§ The data:
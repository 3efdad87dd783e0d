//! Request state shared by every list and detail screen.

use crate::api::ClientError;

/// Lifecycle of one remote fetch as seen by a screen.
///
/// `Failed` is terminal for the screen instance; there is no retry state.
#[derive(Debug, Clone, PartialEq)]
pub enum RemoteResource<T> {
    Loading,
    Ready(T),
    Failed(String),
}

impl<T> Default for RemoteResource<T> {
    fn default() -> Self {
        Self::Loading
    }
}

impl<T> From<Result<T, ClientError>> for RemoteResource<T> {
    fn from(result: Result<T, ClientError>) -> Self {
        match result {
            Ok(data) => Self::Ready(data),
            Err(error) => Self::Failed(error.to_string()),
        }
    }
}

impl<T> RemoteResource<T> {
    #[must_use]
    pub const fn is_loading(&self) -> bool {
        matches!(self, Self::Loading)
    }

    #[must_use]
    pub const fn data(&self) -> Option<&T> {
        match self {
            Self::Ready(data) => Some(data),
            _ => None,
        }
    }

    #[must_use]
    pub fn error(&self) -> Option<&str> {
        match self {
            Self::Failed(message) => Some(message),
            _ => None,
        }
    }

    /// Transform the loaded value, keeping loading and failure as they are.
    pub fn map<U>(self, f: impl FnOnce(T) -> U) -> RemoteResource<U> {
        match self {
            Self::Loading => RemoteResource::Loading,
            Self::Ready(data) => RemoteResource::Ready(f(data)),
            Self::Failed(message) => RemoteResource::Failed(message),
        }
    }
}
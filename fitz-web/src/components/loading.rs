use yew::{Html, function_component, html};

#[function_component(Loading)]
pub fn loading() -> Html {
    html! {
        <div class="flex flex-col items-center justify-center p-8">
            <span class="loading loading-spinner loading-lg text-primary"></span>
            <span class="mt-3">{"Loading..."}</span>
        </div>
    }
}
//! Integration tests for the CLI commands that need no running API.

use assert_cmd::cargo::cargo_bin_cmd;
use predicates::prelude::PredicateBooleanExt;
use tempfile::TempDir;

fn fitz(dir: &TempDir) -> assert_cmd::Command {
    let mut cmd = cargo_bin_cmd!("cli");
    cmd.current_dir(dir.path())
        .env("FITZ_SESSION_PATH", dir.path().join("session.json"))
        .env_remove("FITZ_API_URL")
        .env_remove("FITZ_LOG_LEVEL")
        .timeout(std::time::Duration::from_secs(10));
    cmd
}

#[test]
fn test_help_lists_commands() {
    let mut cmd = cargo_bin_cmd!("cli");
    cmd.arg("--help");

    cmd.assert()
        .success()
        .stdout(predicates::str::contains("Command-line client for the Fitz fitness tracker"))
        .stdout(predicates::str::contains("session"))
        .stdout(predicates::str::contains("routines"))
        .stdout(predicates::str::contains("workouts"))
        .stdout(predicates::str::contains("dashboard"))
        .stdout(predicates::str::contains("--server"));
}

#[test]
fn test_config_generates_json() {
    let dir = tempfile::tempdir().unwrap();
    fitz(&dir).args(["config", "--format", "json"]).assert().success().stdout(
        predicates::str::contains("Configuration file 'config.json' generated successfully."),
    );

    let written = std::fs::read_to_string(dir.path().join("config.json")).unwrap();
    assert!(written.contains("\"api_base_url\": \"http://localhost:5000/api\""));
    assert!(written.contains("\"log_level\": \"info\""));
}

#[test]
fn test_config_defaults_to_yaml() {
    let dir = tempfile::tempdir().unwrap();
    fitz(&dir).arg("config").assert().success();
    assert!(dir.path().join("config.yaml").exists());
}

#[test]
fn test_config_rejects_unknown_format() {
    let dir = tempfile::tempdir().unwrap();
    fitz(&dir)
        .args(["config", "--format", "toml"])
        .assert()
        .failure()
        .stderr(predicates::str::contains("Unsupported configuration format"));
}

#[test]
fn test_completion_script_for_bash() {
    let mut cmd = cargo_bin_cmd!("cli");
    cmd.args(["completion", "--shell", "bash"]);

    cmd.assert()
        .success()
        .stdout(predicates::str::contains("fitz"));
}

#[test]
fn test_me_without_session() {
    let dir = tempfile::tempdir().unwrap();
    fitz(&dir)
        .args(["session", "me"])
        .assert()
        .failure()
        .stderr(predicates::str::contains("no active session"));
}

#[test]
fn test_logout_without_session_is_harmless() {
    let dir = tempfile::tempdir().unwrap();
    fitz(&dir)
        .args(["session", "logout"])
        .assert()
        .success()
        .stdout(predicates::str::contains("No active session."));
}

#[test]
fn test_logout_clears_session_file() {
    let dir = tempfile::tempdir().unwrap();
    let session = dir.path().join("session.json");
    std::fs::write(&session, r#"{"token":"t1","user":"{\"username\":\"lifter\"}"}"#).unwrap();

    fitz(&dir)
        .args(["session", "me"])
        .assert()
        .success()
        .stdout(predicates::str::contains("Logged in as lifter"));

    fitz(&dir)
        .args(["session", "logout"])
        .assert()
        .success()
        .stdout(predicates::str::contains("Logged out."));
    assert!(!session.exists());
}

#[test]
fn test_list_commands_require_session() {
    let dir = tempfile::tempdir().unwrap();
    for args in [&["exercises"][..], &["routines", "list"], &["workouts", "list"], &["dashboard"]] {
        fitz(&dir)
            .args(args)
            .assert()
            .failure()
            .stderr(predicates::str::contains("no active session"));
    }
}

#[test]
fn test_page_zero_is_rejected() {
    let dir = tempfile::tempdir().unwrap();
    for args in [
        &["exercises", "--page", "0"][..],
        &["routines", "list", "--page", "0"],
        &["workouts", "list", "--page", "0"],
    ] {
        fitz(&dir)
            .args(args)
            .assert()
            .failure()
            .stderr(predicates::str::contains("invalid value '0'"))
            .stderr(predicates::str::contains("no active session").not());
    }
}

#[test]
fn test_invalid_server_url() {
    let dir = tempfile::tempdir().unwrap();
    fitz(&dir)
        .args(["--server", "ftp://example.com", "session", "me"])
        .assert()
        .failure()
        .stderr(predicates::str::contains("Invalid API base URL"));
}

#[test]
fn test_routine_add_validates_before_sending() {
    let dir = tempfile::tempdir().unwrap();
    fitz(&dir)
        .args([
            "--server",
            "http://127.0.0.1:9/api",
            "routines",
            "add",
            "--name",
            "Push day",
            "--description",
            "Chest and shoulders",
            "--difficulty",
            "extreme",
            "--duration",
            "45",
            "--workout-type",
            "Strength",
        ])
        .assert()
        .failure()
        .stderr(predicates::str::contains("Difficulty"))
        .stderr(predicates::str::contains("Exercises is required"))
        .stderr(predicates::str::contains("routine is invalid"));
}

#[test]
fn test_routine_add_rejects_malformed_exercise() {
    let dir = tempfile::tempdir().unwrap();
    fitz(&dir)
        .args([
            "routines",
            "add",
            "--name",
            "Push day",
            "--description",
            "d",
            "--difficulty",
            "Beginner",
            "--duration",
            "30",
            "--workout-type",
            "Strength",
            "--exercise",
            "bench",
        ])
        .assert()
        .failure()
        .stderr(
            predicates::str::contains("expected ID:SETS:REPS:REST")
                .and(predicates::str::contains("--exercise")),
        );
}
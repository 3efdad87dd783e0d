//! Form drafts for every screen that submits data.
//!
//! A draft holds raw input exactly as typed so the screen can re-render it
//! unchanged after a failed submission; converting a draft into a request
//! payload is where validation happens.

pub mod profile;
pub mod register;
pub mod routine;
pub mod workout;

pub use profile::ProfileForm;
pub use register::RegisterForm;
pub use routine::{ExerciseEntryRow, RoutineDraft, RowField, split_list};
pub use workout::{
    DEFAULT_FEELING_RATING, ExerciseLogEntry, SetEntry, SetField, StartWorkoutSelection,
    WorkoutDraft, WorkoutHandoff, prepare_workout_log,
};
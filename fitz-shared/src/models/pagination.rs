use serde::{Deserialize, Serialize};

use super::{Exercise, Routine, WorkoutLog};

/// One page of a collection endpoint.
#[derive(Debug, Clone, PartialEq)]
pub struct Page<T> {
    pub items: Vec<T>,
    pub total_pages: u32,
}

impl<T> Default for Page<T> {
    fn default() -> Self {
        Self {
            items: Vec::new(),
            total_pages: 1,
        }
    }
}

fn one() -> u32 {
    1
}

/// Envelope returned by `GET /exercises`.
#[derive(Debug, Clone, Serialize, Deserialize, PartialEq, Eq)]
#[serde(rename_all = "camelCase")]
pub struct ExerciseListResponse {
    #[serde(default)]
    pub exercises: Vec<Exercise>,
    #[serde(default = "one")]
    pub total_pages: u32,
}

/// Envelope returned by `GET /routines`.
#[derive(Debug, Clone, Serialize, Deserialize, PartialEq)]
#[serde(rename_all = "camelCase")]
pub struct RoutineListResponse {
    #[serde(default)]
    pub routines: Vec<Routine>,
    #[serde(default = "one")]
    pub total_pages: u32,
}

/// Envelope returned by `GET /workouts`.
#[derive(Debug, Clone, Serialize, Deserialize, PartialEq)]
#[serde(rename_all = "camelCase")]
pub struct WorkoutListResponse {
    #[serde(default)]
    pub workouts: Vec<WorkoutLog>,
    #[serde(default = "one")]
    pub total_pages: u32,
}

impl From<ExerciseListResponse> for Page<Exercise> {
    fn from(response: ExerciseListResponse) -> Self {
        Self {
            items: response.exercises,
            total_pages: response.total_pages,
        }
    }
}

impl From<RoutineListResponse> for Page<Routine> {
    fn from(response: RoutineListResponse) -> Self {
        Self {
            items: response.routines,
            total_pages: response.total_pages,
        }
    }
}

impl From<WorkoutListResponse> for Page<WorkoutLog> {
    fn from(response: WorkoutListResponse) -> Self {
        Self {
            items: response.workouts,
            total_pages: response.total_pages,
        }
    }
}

§ Exercise brief:
Find the lines in the data that include "lifter", then copy each of them.

§ Task output:
    std::fs::write(&session, r#"{"token":"t1","user":"{\"username\":\"lifter\"}"}"#).unwrap();
        .stdout(predicates::str::contains("Logged in as lifter"));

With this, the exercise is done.